From the entries below, extract every line that includes the word "verbosity".

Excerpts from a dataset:
________________

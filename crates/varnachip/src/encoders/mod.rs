//! # Token Encoders
//!
//! Encoding segments text exactly as training did, expands each chunk to
//! byte tokens, and applies the merge rules in rank order.
//!
//! Encoder clients should use:
//!
//! * `MergeVocabEncoder` - the default `TokenEncoder`.
//! * `ParallelRayonEncoder` - a batch parallelism wrapper around any `TokenEncoder`.
//!
//! ## Example
//!
//! ```rust,no_run
//! use std::sync::Arc;
//!
//! use varnachip::{
//!     encoders::{MergeVocabEncoder, TokenEncoder},
//!     types::TokenType,
//!     vocab::UnifiedTokenVocab,
//! };
//!
//! fn example<T: TokenType>(
//!     vocab: Arc<UnifiedTokenVocab<T>>,
//!     batch: &[String],
//! ) -> Vec<Vec<T>> {
//!     let encoder: MergeVocabEncoder<T> = MergeVocabEncoder::new(vocab);
//!
//!     #[cfg(feature = "rayon")]
//!     let encoder = varnachip::rayon::ParallelRayonEncoder::new(encoder);
//!
//!     encoder.encode_batch(batch)
//! }
//! ```

pub mod span_encoders;

mod merge_vocab_encoder;
mod token_encoder;
mod token_span;

#[cfg(test)]
pub(crate) mod testing;

#[doc(inline)]
pub use merge_vocab_encoder::{MergeVocabEncoder, RankSweepVocabEncoder};
#[doc(inline)]
pub use span_encoders::{MergeScanSpanPolicy, RankSweepSpanPolicy, SpanPolicy};
#[doc(inline)]
pub use token_encoder::TokenEncoder;
#[doc(inline)]
pub use token_span::TokenSpan;
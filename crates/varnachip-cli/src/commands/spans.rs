use std::io::Write;

use varnachip::encoders::{MergeVocabEncoder, TokenEncoder, TokenSpan};

use crate::{
    LogArgs,
    input_output::{CliToken, InputArgs, OutputArgs, VocabArgs},
};

/// Output formats for the spans command.
#[derive(Debug, Clone, Copy, clap::ValueEnum)]
pub enum SpanFormat {
    /// One ``token<TAB>start<TAB>end<TAB>text`` row per token.
    Tsv,

    /// One JSON array of span objects.
    Json,
}

/// Args for the spans command.
#[derive(clap::Args, Debug)]
pub struct SpansArgs {
    #[clap(flatten)]
    pub logging: LogArgs,

    #[command(flatten)]
    vocab: VocabArgs,

    /// Output format.
    #[arg(long, value_enum, default_value = "tsv")]
    format: SpanFormat,

    #[command(flatten)]
    input: InputArgs,

    #[command(flatten)]
    output: OutputArgs,
}

impl SpansArgs {
    /// Run the spans command.
    ///
    /// The whole input is encoded as one text; ranges are byte offsets into it.
    pub fn run(&self) -> Result<(), Box<dyn std::error::Error>> {
        self.logging.setup_logging(2)?;

        let vocab = self.vocab.load_vocab()?;
        let encoder = MergeVocabEncoder::<CliToken>::new(vocab);

        let text = self.input.read_to_string()?;
        let spans = encoder.encode_with_spans(&text);

        let mut writer = self.output.open_writer()?;
        match self.format {
            SpanFormat::Tsv => write_tsv(&mut writer, &spans)?,
            SpanFormat::Json => write_json(&mut writer, &spans)?,
        }
        writer.flush()?;

        Ok(())
    }
}

fn write_tsv(
    writer: &mut dyn Write,
    spans: &[TokenSpan<CliToken>],
) -> Result<(), Box<dyn std::error::Error>> {
    for span in spans {
        writeln!(
            writer,
            "{}\t{}\t{}\t{}",
            span.token,
            span.range.start,
            span.range.end,
            span.text.escape_debug()
        )?;
    }
    Ok(())
}

fn write_json(
    writer: &mut dyn Write,
    spans: &[TokenSpan<CliToken>],
) -> Result<(), Box<dyn std::error::Error>> {
    let records: Vec<serde_json::Value> = spans
        .iter()
        .map(|span| {
            serde_json::json!({
                "token": span.token,
                "text": span.text,
                "start": span.range.start,
                "end": span.range.end,
            })
        })
        .collect();
    serde_json::to_writer(&mut *writer, &records)?;
    writeln!(writer)?;
    Ok(())
}
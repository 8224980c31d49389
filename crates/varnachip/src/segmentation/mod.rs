//! # Text Segmentation
//!
//! This module exists to factor out text segmentation scanning.
//!
//! Text is split into maximal runs of characters which share a [`ScriptClass`];
//! byte pair merges never cross a run boundary, so (for instance) a word is
//! never merged with the punctuation or whitespace which follows it.
//!
//! [`SegmentationConfig`] describes the declarative needs of a tokenizer:
//! * `target_ranges` - the code point ranges of the target script.
//!
//! [`TextSegmentor`] implements the run-time classification and splitting.

pub mod script_class;
pub mod segmentation_config;
pub mod text_segmentor;

#[doc(inline)]
pub use script_class::ScriptClass;
#[doc(inline)]
pub use segmentation_config::{CodePointRange, SegmentationConfig};
#[doc(inline)]
pub use text_segmentor::{Chunk, ChunkIter, TextSegmentor};
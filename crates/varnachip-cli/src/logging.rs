use stderrlog::Timestamp;

/// Logging setup arg group.
#[derive(clap::Args, Debug)]
pub struct LogArgs {
    /// Silence log messages.
    #[clap(short, long)]
    pub quiet: bool,

    /// Turn debugging information on (-v, -vv, -vvv)
    #[arg(short, long, action = clap::ArgAction::Count)]
    verbose: u8,

    /// Enable timestamped logging.
    #[clap(short, long)]
    pub ts: bool,
}

impl LogArgs {
    /// Install the ``stderrlog`` logger.
    ///
    /// ## Arguments
    /// * `default` - the verbosity level when no `-v` flag is given.
    pub fn setup_logging(
        &self,
        default: u8,
    ) -> Result<(), Box<dyn std::error::Error>> {
        let level = if self.verbose > 0 {
            self.verbose
        } else {
            default
        };

        let log_level = match level {
            0 => stderrlog::LogLevelNum::Off,
            1 => stderrlog::LogLevelNum::Error,
            2 => stderrlog::LogLevelNum::Warn,
            3 => stderrlog::LogLevelNum::Info,
            4 => stderrlog::LogLevelNum::Debug,
            _ => stderrlog::LogLevelNum::Trace,
        };

        stderrlog::new()
            .quiet(self.quiet)
            .verbosity(log_level)
            .timestamp(if self.ts {
                Timestamp::Second
            } else {
                Timestamp::Off
            })
            .init()?;

        Ok(())
    }
}
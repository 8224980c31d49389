//! # Merge Vocabulary Encoder

use std::sync::Arc;

use crate::{
    encoders::{
        TokenEncoder,
        span_encoders::{MergeScanSpanPolicy, RankSweepSpanPolicy, SpanPolicy},
    },
    segmentation::TextSegmentor,
    types::TokenType,
    vocab::{MergeVocab, UnifiedTokenVocab},
};

/// A [`TokenEncoder`] over a [`UnifiedTokenVocab`], parameterized by a [`SpanPolicy`].
///
/// ## Style Hints
///
/// Instance names should prefer `encoder`.
#[derive(Debug, Clone)]
pub struct MergeVocabEncoder<T: TokenType, P: SpanPolicy<T> = MergeScanSpanPolicy> {
    /// The shared vocabulary.
    vocab: Arc<UnifiedTokenVocab<T>>,

    /// The chunk encoding policy.
    policy: P,
}

/// A [`MergeVocabEncoder`] using the [`RankSweepSpanPolicy`].
pub type RankSweepVocabEncoder<T> = MergeVocabEncoder<T, RankSweepSpanPolicy>;

impl<T: TokenType, P: SpanPolicy<T>> MergeVocabEncoder<T, P> {
    /// Create a new encoder.
    ///
    /// ## Arguments
    /// * `vocab` - The unified token vocabulary.
    ///
    /// ## Returns
    /// A new `MergeVocabEncoder` instance.
    pub fn new<V>(vocab: V) -> Self
    where
        V: Into<Arc<UnifiedTokenVocab<T>>>,
    {
        Self::with_policy(vocab, P::default())
    }

    /// Create a new encoder with an explicit policy.
    pub fn with_policy<V>(
        vocab: V,
        policy: P,
    ) -> Self
    where
        V: Into<Arc<UnifiedTokenVocab<T>>>,
    {
        Self {
            vocab: vocab.into(),
            policy,
        }
    }

    /// Get the shared vocabulary.
    pub fn vocab(&self) -> &Arc<UnifiedTokenVocab<T>> {
        &self.vocab
    }
}

impl<T: TokenType, P: SpanPolicy<T>> TokenEncoder<T> for MergeVocabEncoder<T, P> {
    fn segmentor(&self) -> &TextSegmentor {
        self.vocab.segmentor()
    }

    fn merge_vocab(&self) -> &MergeVocab<T> {
        self.vocab.merge_vocab()
    }

    fn encode_append_chunk(
        &self,
        chunk: &[u8],
        tokens: &mut Vec<T>,
    ) {
        self.policy
            .encode_append_span(self.vocab.merge_vocab(), chunk, tokens)
    }
}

________________

TASK SOLUTION:
    /// * `default` - the verbosity level when no `-v` flag is given.
            .verbosity(log_level)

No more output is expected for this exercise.